- TASK: Every entry, exactly as given, must be retyped.
== DATA SUPPLIED
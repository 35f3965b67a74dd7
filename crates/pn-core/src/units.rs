//! Unit-carrying quantities that cross crate boundaries.
//!
//! Hot loops (friction factor, Newton residuals) work on plain `f64` in
//! m³/h and metres; geometry, fluid properties and power keep their units.

use uom::si::f64::{
    DiffusionCoefficient as UomKinematicViscosity, Length as UomLength,
    MassDensity as UomMassDensity, Power as UomPower,
};

pub type Density = UomMassDensity;
/// m²/s; uom files kinematic viscosity under diffusion coefficient.
pub type KinVisc = UomKinematicViscosity;
pub type Length = UomLength;
pub type Power = UomPower;

#[inline]
pub fn m(v: f64) -> Length {
    use uom::si::length::meter;
    Length::new::<meter>(v)
}

#[inline]
pub fn mm(v: f64) -> Length {
    use uom::si::length::millimeter;
    Length::new::<millimeter>(v)
}

#[inline]
pub fn kg_per_m3(v: f64) -> Density {
    use uom::si::mass_density::kilogram_per_cubic_meter;
    Density::new::<kilogram_per_cubic_meter>(v)
}

#[inline]
pub fn m2ps(v: f64) -> KinVisc {
    use uom::si::diffusion_coefficient::square_meter_per_second;
    KinVisc::new::<square_meter_per_second>(v)
}

#[inline]
pub fn kw(v: f64) -> Power {
    use uom::si::power::kilowatt;
    Power::new::<kilowatt>(v)
}

/// Read a length back in millimetres.
#[inline]
pub fn to_mm(l: Length) -> f64 {
    use uom::si::length::millimeter;
    l.get::<millimeter>()
}

/// Read a power back in kilowatts.
#[inline]
pub fn to_kw(p: Power) -> f64 {
    use uom::si::power::kilowatt;
    p.get::<kilowatt>()
}

pub mod constants {
    /// Gravitational acceleration used by every head and power calculation.
    pub const G_MPS2: f64 = 9.81;

    /// Seconds per hour, for m³/h <-> m³/s.
    pub const S_PER_H: f64 = 3600.0;
}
====
- ANSWER FOR THE TASK:
repository 35f3965b67a74dd7
filename crates/pn-core/src/units.rs
//! Unit-carrying quantities that cross crate boundaries.
//!
//! Hot loops (friction factor, Newton residuals) work on plain `f64` in
//! m³/h and metres; geometry, fluid properties and power keep their units.

use uom::si::f64::{
    DiffusionCoefficient as UomKinematicViscosity, Length as UomLength,
    MassDensity as UomMassDensity, Power as UomPower,
};

pub type Density = UomMassDensity;
/// m²/s; uom files kinematic viscosity under diffusion coefficient.
pub type KinVisc = UomKinematicViscosity;
pub type Length = UomLength;
pub type Power = UomPower;

#[inline]
pub fn m(v: f64) -> Length {
    use uom::si::length::meter;
    Length::new::<meter>(v)
}

#[inline]
pub fn mm(v: f64) -> Length {
    use uom::si::length::millimeter;
    Length::new::<millimeter>(v)
}

#[inline]
pub fn kg_per_m3(v: f64) -> Density {
    use uom::si::mass_density::kilogram_per_cubic_meter;
    Density::new::<kilogram_per_cubic_meter>(v)
}

#[inline]
pub fn m2ps(v: f64) -> KinVisc {
    use uom::si::diffusion_coefficient::square_meter_per_second;
    KinVisc::new::<square_meter_per_second>(v)
}

#[inline]
pub fn kw(v: f64) -> Power {
    use uom::si::power::kilowatt;
    Power::new::<kilowatt>(v)
}

/// Read a length back in millimetres.
#[inline]
pub fn to_mm(l: Length) -> f64 {
    use uom::si::length::millimeter;
    l.get::<millimeter>()
}

/// Read a power back in kilowatts.
#[inline]
pub fn to_kw(p: Power) -> f64 {
    use uom::si::power::kilowatt;
    p.get::<kilowatt>()
}

pub mod constants {
    /// Gravitational acceleration used by every head and power calculation.
    pub const G_MPS2: f64 = 9.81;

    /// Seconds per hour, for m³/h <-> m³/s.
    pub const S_PER_H: f64 = 3600.0;
}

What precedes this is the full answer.